There is no way, city officials said, they will agree to the restrictions the spa has proposed.
"Many of the restrictions are unreasonable, and when the spa owner is ready to be serious about the opportunity, we are ready to listen," said City Manager Matthew Spoor. "But at this point in time, we are not going to take that agreement as serious.
"The city is not going to pay $4 million for property and operate it exactly the way it's operating right now."
The land the city wants to buy is a grassy stretch of mostly vacant land that lies between the resort and the shore of Old Tampa Bay. The city envisions it as park land.
"Quite frankly," Mayor Andy Steingold said, "I have lost some confidence in our ability to purchase the property when it appears to me the true intention is for us to basically mow their grass."
He said he respects the spa's desire to maintain the integrity of its services and property, "but the restrictions are overreaching and unconscionable," he said.
Olympia Development Group, whose president is William E. Touloumis, bought the 22-acre resort in December 2004 for more than $20 million. Safety Harbor has an opportunity to buy the spa's 15 acres as part of a debt-restructuring plan that would bring the resort out of bankruptcy.
Touloumis referred all comments about the issue to his attorney Howard P. Slomka, who did not return a call for comment.
Under the eight-page use agreement presented by the spa, Safety Harbor would not be able to sell any food, beverages or merchandise on the property unless it came from the spa or the spa gave its consent.
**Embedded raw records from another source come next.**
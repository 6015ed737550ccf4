//! ElGamal-Signaturen ueber denselben Parametern wie der Diffie-Hellman-Austausch
//!
//! Signieren von `M` mit privatem Exponenten `t` und Einmal-Exponent `k`
//! (teilerfremd zu `p-1`, Inverses `k'`):
//!
//! ```text
//! y1 = g^k mod p
//! y2 = (M - t*y1) * k' mod (p-1)
//! ```
//!
//! Verifikation mit dem oeffentlichen Wert `b = g^t mod p`:
//! `g^M mod p == b^y1 * y1^y2 mod p`.
//!
//! Ein Einmal-Exponent darf nur fuer genau eine Signatur verwendet werden,
//! sonst laesst sich `t` aus zwei Signaturen berechnen. `EinmalExponent`
//! ist deshalb nicht `Clone` und wird beim Signieren verbraucht.

use num_bigint::{BigUint, ModInverse, ToBigUint};
use num_integer::Integer;
use num_traits::{One, Zero};
use rand::Rng;

use crate::dh::DhParameter;
use crate::error::{CryptoError, CryptoResult};

/// Signatur `(y1, y2)`
#[derive(Debug, Clone, PartialEq, Eq)]
pub struct Signatur {
    pub y1: BigUint,
    pub y2: BigUint,
}

// ---------------------------------------------------------------------------
// EinmalExponent
// ---------------------------------------------------------------------------

/// Einmal-Exponent `k` mit seinem Inversen modulo `p-1`
pub struct EinmalExponent {
    k: BigUint,
    k_invers: BigUint,
}

impl std::fmt::Debug for EinmalExponent {
    fn fmt(&self, f: &mut std::fmt::Formatter<'_>) -> std::fmt::Result {
        f.write_str("EinmalExponent([REDACTED])")
    }
}

impl EinmalExponent {
    /// Zieht `k` aus `[2, p-2]`, bis `gcd(k, p-1) = 1`
    pub fn erzeugen<R: Rng + ?Sized>(parameter: &DhParameter, rng: &mut R) -> CryptoResult<Self> {
        let n = parameter.p_minus_eins();
        loop {
            let k = parameter.zufallsexponent(rng);
            if k.gcd(&n).is_one() {
                return Self::mit_modul(k, &n);
            }
        }
    }

    /// Uebernimmt ein vorgegebenes `k`
    pub fn aus_wert(parameter: &DhParameter, k: BigUint) -> CryptoResult<Self> {
        Self::mit_modul(k, &parameter.p_minus_eins())
    }

    fn mit_modul(k: BigUint, n: &BigUint) -> CryptoResult<Self> {
        if k.is_zero() || !k.gcd(n).is_one() {
            return Err(CryptoError::KeinInverses);
        }
        let k_invers = k
            .clone()
            .mod_inverse(n)
            .and_then(|inv| inv.to_biguint())
            .ok_or(CryptoError::KeinInverses)?;
        Ok(Self { k, k_invers })
    }

    /// `k'` mit `k * k' = 1 mod (p-1)`
    pub fn invers(&self) -> &BigUint {
        &self.k_invers
    }
}

// ---------------------------------------------------------------------------
// SignaturSchluessel
// ---------------------------------------------------------------------------

/// ElGamal-Signaturidentitaet, gueltig fuer genau ein `DhParameter`
pub struct SignaturSchluessel {
    parameter: DhParameter,
    privat: BigUint,
    verifikationswert: BigUint,
}

impl std::fmt::Debug for SignaturSchluessel {
    fn fmt(&self, f: &mut std::fmt::Formatter<'_>) -> std::fmt::Result {
        f.debug_struct("SignaturSchluessel")
            .field("parameter", &self.parameter)
            .field("privat", &"[REDACTED]")
            .field("verifikationswert", &self.verifikationswert)
            .finish()
    }
}

impl SignaturSchluessel {
    /// Erzeugt einen zufaelligen privaten Exponenten in `[2, p-2]`
    pub fn erzeugen<R: Rng + ?Sized>(parameter: DhParameter, rng: &mut R) -> Self {
        let privat = parameter.zufallsexponent(rng);
        Self::aus_privatwert(parameter, privat)
    }

    pub fn aus_privatwert(parameter: DhParameter, privat: BigUint) -> Self {
        let verifikationswert = parameter.potenz(&privat);
        Self {
            parameter,
            privat,
            verifikationswert,
        }
    }

    pub fn parameter(&self) -> &DhParameter {
        &self.parameter
    }

    /// Oeffentlicher Verifikationswert `b = g^t mod p`
    pub fn verifikationswert(&self) -> &BigUint {
        &self.verifikationswert
    }

    /// Signiert `nachricht` mit einem frisch gezogenen Einmal-Exponenten
    pub fn signieren<R: Rng + ?Sized>(
        &self,
        nachricht: &BigUint,
        rng: &mut R,
    ) -> CryptoResult<Signatur> {
        let einmal = EinmalExponent::erzeugen(&self.parameter, rng)?;
        Ok(self.signieren_mit(nachricht, einmal))
    }

    /// Signiert `nachricht` mit einem vorgegebenen Einmal-Exponenten
    pub fn signieren_mit(&self, nachricht: &BigUint, einmal: EinmalExponent) -> Signatur {
        let n = self.parameter.p_minus_eins();
        let y1 = self.parameter.potenz(&einmal.k);

        // (M - t*y1) mod n ohne negative Zwischenwerte
        let m = nachricht % &n;
        let ty1 = (&self.privat * &y1) % &n;
        let differenz = (m + &n - ty1) % &n;
        let y2 = (differenz * &einmal.k_invers) % &n;

        Signatur { y1, y2 }
    }
}

/// Prueft `signatur` ueber `nachricht` gegen den Verifikationswert `b`
pub fn verifizieren(
    parameter: &DhParameter,
    nachricht: &BigUint,
    signatur: &Signatur,
    verifikationswert: &BigUint,
) -> bool {
    let p = parameter.p();
    let links = parameter.potenz(nachricht);
    let rechts = (verifikationswert.modpow(&signatur.y1, p) * signatur.y1.modpow(&signatur.y2, p))
        % p;
    links == rechts
}

// ---------------------------------------------------------------------------
// Tests
// ---------------------------------------------------------------------------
The city would have to establish and post rules for the land and those rules would have to have spa approval.
No waterfront structures could be built by the city, but the spa could erect structures for weddings on the land. No area of the purchased property could be illuminated to encourage night-time gatherings, and no excessive noise would be allowed. Any event requiring a speaker or amplifier would have to be approved by the resort.
No improvements or attractions designed to attract more than 10 people would be allowed without the spa's consent. The spa wants six months' advance notice for any major event with more than 50 people and that event could not conflict with scheduled resort ceremonies or bookings, the draft agreement states.
In addition, no watercraft rental or recreation activities for hire or rent would be allowed without the spa owner's written consent.
Spoor said Wednesday that the city has been in contact with Slomka about the restrictions. Spoor said the spa agreed to send the city a revised draft of the agreement. "Hopefully, it will be more realistic," Spoor said.
Pending an appraisal, Safety Harbor is offering about $4 million for the property, which runs north from Veterans Memorial Lane at the city's marina to Mullet Creek.
Earlier this month, the commission voted not to sign a contract to buy the land without having a clear agreement about what it can do with the land.
If the city agrees to buy the land, it has five days to pay a $100,000 deposit. It would then move forward with an appraisal and survey of the property at a cost of $20,000.
Commissioner Nina Bandoni was hopeful that the city and spa could come to an agreement.
"Looking at what they provided us," she said, "we are going to have to work very hard to come to a meeting of the minds if they think that's a reasonable place to start."